Ever since I started growing roses for competition, I’ve grown Frank Benardella’s roses. I did not buy the last batch of introductions (i.e. ‘Powerpoint’, ‘Ambiance’, etc.) as I’ve been having trouble with deer in my rose garden and don’t want to plant new until that is under control.

‘Soroptimist International’ – Although in my garden it is really too big to be a mini, I love this rose. The range of coloration depending on the weather is amazing. The plant always has lots of blooms, sometimes one to a stem and at other times huge sprays. It winters well here in NJ. None of Frank’s miniatures/minifloras that I grow are disease resistant; this one tolerates black spot well. It is one of my banker minis and it always wins something at the shows.

‘Hilde’ –  This full-figured miniature has a lot of petals and holds exhibition form almost ¾ open. The white with hot pink/red edges are a common color for Frank’s minis but still nonetheless makes for stunning blooms.
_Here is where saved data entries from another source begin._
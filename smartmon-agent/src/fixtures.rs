//! Fake-data mode: readings come from `<dir>/<short name>.json` instead of smartctl

use crate::device::Device;
use crate::document::{empty_document, parse_document};
use serde_json::Value;
use std::path::{Path, PathBuf};
use tracing::{debug, error};

#[derive(Debug, Clone)]
pub struct FixtureSource {
    dir: PathBuf,
}

impl FixtureSource {
    pub fn new<P: Into<PathBuf>>(dir: P) -> Self {
        Self { dir: dir.into() }
    }

    pub fn dir(&self) -> &Path {
        &self.dir
    }

    pub fn path_for(&self, device: &Device) -> PathBuf {
        self.dir.join(format!("{}.json", device.short_name()))
    }

    /// Read and parse the fixture; unreadable files give an empty document
    pub async fn read(&self, device: &Device) -> Value {
        let path = self.path_for(device);
        debug!("Read fake S.M.A.R.T. data from {}", path.display());
        match tokio::fs::read_to_string(&path).await {
            Ok(content) => parse_document(&content),
            Err(e) => {
                error!("Fake S.M.A.R.T. data reading error ({}): {}", path.display(), e);
                empty_document()
            }
        }
    }
}

#[cfg(test)]
mod tests {
    use super::*;

    #[test]
    fn test_path_uses_last_segment() {
        let fixtures = FixtureSource::new("debug");
        let path = fixtures.path_for(&Device::new("/dev/sda", "sat"));
        assert_eq!(path, PathBuf::from("debug/sda.json"));
        assert_eq!(fixtures.dir(), Path::new("debug"));
    }

    #[tokio::test]
    async fn test_read_fixture() {
        let dir = tempfile::tempdir().unwrap();
        std::fs::write(dir.path().join("sdb.json"), r#"{"model_name": "WDC"}"#).unwrap();
        std::fs::write(dir.path().join("sdc.json"), "garbage").unwrap();
        let fixtures = FixtureSource::new(dir.path());

        let doc = fixtures.read(&Device::new("/dev/sdb", "sat")).await;
        assert_eq!(doc["model_name"], "WDC");

        let doc = fixtures.read(&Device::new("/dev/sdc", "sat")).await;
        assert_eq!(doc, empty_document());

        let doc = fixtures.read(&Device::new("/dev/sdz", "sat")).await;
        assert_eq!(doc, empty_document());
    }
}
//! JSON API over the device cache
//!
//! Routes:
//! - `GET /health`       liveness
//! - `GET /devices`      known devices with collection age, no refresh
//! - `GET /devices/{id}` refresh stale devices, then the reading for `id`
//!
//! `id` is either the full device name or its last path segment (`sda`).

use crate::device::Device;
use crate::service::SmartService;
use axum::extract::{Path, State};
use axum::http::StatusCode;
use axum::routing::get;
use axum::{Json, Router};
use chrono::Utc;
use serde::Serialize;
use serde_json::Value;
use std::sync::Arc;

#[derive(Clone)]
pub struct AppState {
    pub service: Arc<SmartService>,
    pub devices: Arc<Vec<Device>>,
}

#[derive(Debug, Serialize)]
struct DeviceView {
    name: String,
    #[serde(rename = "type")]
    device_type: String,
    collected_at: Option<String>, // RFC3339
    stale: bool,
    age_seconds: Option<i64>,
}

fn to_view(service: &SmartService, device: &Device) -> DeviceView {
    let now = Utc::now();
    let interval = service.orchestrator().interval();
    let entry = service.cache().get(device);
    DeviceView {
        name: device.name.clone(),
        device_type: device.device_type.clone(),
        collected_at: entry.as_ref().map(|e| e.collected_at.to_rfc3339()),
        stale: service.cache().is_stale(device, interval, now),
        age_seconds: entry.map(|e| e.age(now).num_seconds().max(0)),
    }
}

pub fn build_router(app_state: AppState) -> Router {
    Router::new()
        .route("/health", get(|| async { "ok" }))
        .route("/devices", get(list_devices))
        .route("/devices/{id}", get(get_device))
        .with_state(app_state)
}

async fn list_devices(State(st): State<AppState>) -> Json<Vec<DeviceView>> {
    Json(st.devices.iter().map(|d| to_view(&st.service, d)).collect())
}

async fn get_device(
    State(st): State<AppState>,
    Path(id): Path<String>,
) -> Result<Json<Value>, StatusCode> {
    let device = st
        .devices
        .iter()
        .find(|d| d.name == id || d.short_name() == id)
        .ok_or(StatusCode::NOT_FOUND)?;

    st.service.refresh_all_devices(&st.devices).await;
    let data = st.service.read_data(device).await;
    Ok(Json(Value::clone(&data)))
}
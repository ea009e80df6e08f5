/*!
Scripted smartctl runner for tests without real hardware

Records every invocation and answers from per-device scripts.
Unscripted devices answer with an empty stdout and exit code 0.
*/

use async_trait::async_trait;
use parking_lot::Mutex;
use serde_json::Value;
use smartmon_agent::{SmartctlError, SmartctlOutput, SmartctlRunner};
use std::collections::HashMap;
use std::sync::Arc;
use std::time::Duration;

/// Canned answer for one device (or for `--scan`)
#[derive(Debug, Clone)]
pub enum Reply {
    Output { stdout: String, exit_code: Option<i32> },
    LaunchFailure,
}

impl Reply {
    pub fn json(doc: &Value, exit_code: i32) -> Self {
        Reply::Output {
            stdout: doc.to_string(),
            exit_code: Some(exit_code),
        }
    }

    pub fn raw<S: Into<String>>(stdout: S, exit_code: i32) -> Self {
        Reply::Output {
            stdout: stdout.into(),
            exit_code: Some(exit_code),
        }
    }
}

#[derive(Clone, Default)]
pub struct FakeSmartctl {
    replies: Arc<Mutex<HashMap<String, Reply>>>,
    calls: Arc<Mutex<Vec<Vec<String>>>>,
    delay: Option<Duration>,
}

const SCAN_KEY: &str = "--scan";

impl FakeSmartctl {
    pub fn new() -> Self {
        Self::default()
    }

    /// Every invocation sleeps this long before answering
    pub fn with_delay(mut self, delay: Duration) -> Self {
        self.delay = Some(delay);
        self
    }

    /// Script the answer for the device whose name is the last argument
    pub fn reply_for<S: Into<String>>(&self, device_name: S, reply: Reply) -> &Self {
        self.replies.lock().insert(device_name.into(), reply);
        self
    }

    pub fn reply_for_scan(&self, reply: Reply) -> &Self {
        self.replies.lock().insert(SCAN_KEY.to_string(), reply);
        self
    }

    /// All recorded argument lists, in call order
    pub fn calls(&self) -> Vec<Vec<String>> {
        self.calls.lock().clone()
    }

    /// Number of collection runs for one device
    pub fn calls_for(&self, device_name: &str) -> usize {
        self.calls
            .lock()
            .iter()
            .filter(|args| args.last().map(String::as_str) == Some(device_name))
            .count()
    }

    pub fn clear(&self) {
        self.calls.lock().clear();
    }

    fn key_for(args: &[String]) -> String {
        if args.iter().any(|a| a == SCAN_KEY) {
            SCAN_KEY.to_string()
        } else {
            args.last().cloned().unwrap_or_default()
        }
    }
}

#[async_trait]
impl SmartctlRunner for FakeSmartctl {
    async fn run(&self, args: &[String]) -> Result<SmartctlOutput, SmartctlError> {
        self.calls.lock().push(args.to_vec());
        if let Some(delay) = self.delay {
            tokio::time::sleep(delay).await;
        }

        let reply = self.replies.lock().get(&Self::key_for(args)).cloned();
        match reply {
            Some(Reply::Output { stdout, exit_code }) => Ok(SmartctlOutput { stdout, exit_code }),
            Some(Reply::LaunchFailure) => Err(SmartctlError::Launch {
                program: "smartctl".to_string(),
                source: std::io::Error::new(std::io::ErrorKind::NotFound, "not installed"),
            }),
            None => Ok(SmartctlOutput {
                stdout: String::new(),
                exit_code: Some(0),
            }),
        }
    }
}

/// Builds smartctl JSON documents shaped like real `--json` output
pub struct SmartctlJsonBuilder {
    exit_status: i64,
    messages: Vec<Value>,
    extra: serde_json::Map<String, Value>,
}

impl SmartctlJsonBuilder {
    pub fn new() -> Self {
        Self {
            exit_status: 0,
            messages: Vec::new(),
            extra: serde_json::Map::new(),
        }
    }

    pub fn exit_status(mut self, code: i64) -> Self {
        self.exit_status = code;
        self
    }

    pub fn message(mut self, severity: &str, text: &str) -> Self {
        self.messages
            .push(serde_json::json!({ "severity": severity, "string": text }));
        self
    }

    pub fn field(mut self, key: &str, value: Value) -> Self {
        self.extra.insert(key.to_string(), value);
        self
    }

    pub fn build(self) -> Value {
        let mut smartctl = serde_json::json!({
            "version": [7, 4],
            "exit_status": self.exit_status,
        });
        if !self.messages.is_empty() {
            smartctl["messages"] = Value::Array(self.messages);
        }
        let mut doc = self.extra;
        doc.insert("smartctl".to_string(), smartctl);
        Value::Object(doc)
    }

    /// `--scan` output listing `(name, type)` pairs
    pub fn scan(devices: &[(&str, &str)]) -> Value {
        let list: Vec<Value> = devices
            .iter()
            .map(|(name, kind)| {
                serde_json::json!({
                    "name": name,
                    "info_name": format!("{name} [{kind}]"),
                    "type": kind,
                })
            })
            .collect();
        serde_json::json!({ "devices": list })
    }
}

impl Default for SmartctlJsonBuilder {
    fn default() -> Self {
        Self::new()
    }
}

#[cfg(test)]
mod tests {
    use super::*;

    fn args(list: &[&str]) -> Vec<String> {
        list.iter().map(|s| s.to_string()).collect()
    }

    #[tokio::test]
    async fn test_scripted_replies_and_recording() {
        let fake = FakeSmartctl::new();
        fake.reply_for("/dev/sda", Reply::raw("{}", 4))
            .reply_for("/dev/sdb", Reply::LaunchFailure);

        let out = fake.run(&args(&["--json", "/dev/sda"])).await.unwrap();
        assert_eq!(out.stdout, "{}");
        assert_eq!(out.exit_code, Some(4));

        assert!(fake.run(&args(&["--json", "/dev/sdb"])).await.is_err());

        let out = fake.run(&args(&["--json", "/dev/sdc"])).await.unwrap();
        assert!(out.stdout.is_empty());

        assert_eq!(fake.calls().len(), 3);
        assert_eq!(fake.calls_for("/dev/sda"), 1);
    }

    #[tokio::test]
    async fn test_scan_key() {
        let fake = FakeSmartctl::new();
        fake.reply_for_scan(Reply::json(&SmartctlJsonBuilder::scan(&[("/dev/sda", "sat")]), 0));

        let out = fake.run(&args(&["--json", "--scan", "--device=sat"])).await.unwrap();
        assert!(out.stdout.contains("/dev/sda"));
    }

    #[test]
    fn test_json_builder() {
        let doc = SmartctlJsonBuilder::new()
            .exit_status(4)
            .message("error", "boom")
            .field("serial_number", Value::from("S1"))
            .build();
        assert_eq!(doc["smartctl"]["exit_status"], 4);
        assert_eq!(doc["smartctl"]["messages"][0]["string"], "boom");
        assert_eq!(doc["serial_number"], "S1");

        let plain = SmartctlJsonBuilder::new().build();
        assert!(plain["smartctl"].get("messages").is_none());
    }
}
This variety isn’t a vigorous grower nor does it winter reliably, but the beauty of the blooms and its ability to win at shows keeps it in my garden.

‘Leading Lady’ – This rose will always have a place in my heart. I grew it for many years as ‘BENuno’. It makes a nice sized plant with many blooms, most with beautiful exhibition form. I took a photo of a really good bloom and e-mailed it to Frank. He liked the photo. Later I found the photo in American Rose in Sean McCann’s column! The photo (along with other’s comments) convinced Frank to enter the rose in AoE (Award of Excellence) trials. Frank claimed it was too big for a miniature. Thankfully the miniflora category was adopted and ‘Leading Lady’ was commercially introduced. It winters well and tolerates disease better than most minis/minifloras.

‘Show Stopper’ – This is another of Frank’s roses that I grew before it was introduced, under the name ‘BENseah’. I took a photo of this one and sent it to him. He later told me that my photo convinced him to put it in the AoE (Award of Excellence) trials. Although the color can be a rather bland fleshy-pink and the plant black spots horribly, the blooms have amazing form and it survives the winters well.

‘Ruby’ – The blooms are a ruby-red with perfect form. The plant is vigorous and gets tall for a miniature. It has good disease resistance and winters well. The plant blooms well. Unfortunately, the blooms are on the small side for current miniature exhibition rose tastes and will get overlooked on the show tables.

I have many of Frank Benardella’s other roses (‘Dr. Tommy Cairns’, ‘Liberty Bell’, ‘Solar Flair’, ‘Jilly Jewel’, ‘Kristin’, ‘Baby Boomer’, etc.) and all are worthy of a place in my garden. I look forward to adding the most current introductions to my garden this spring.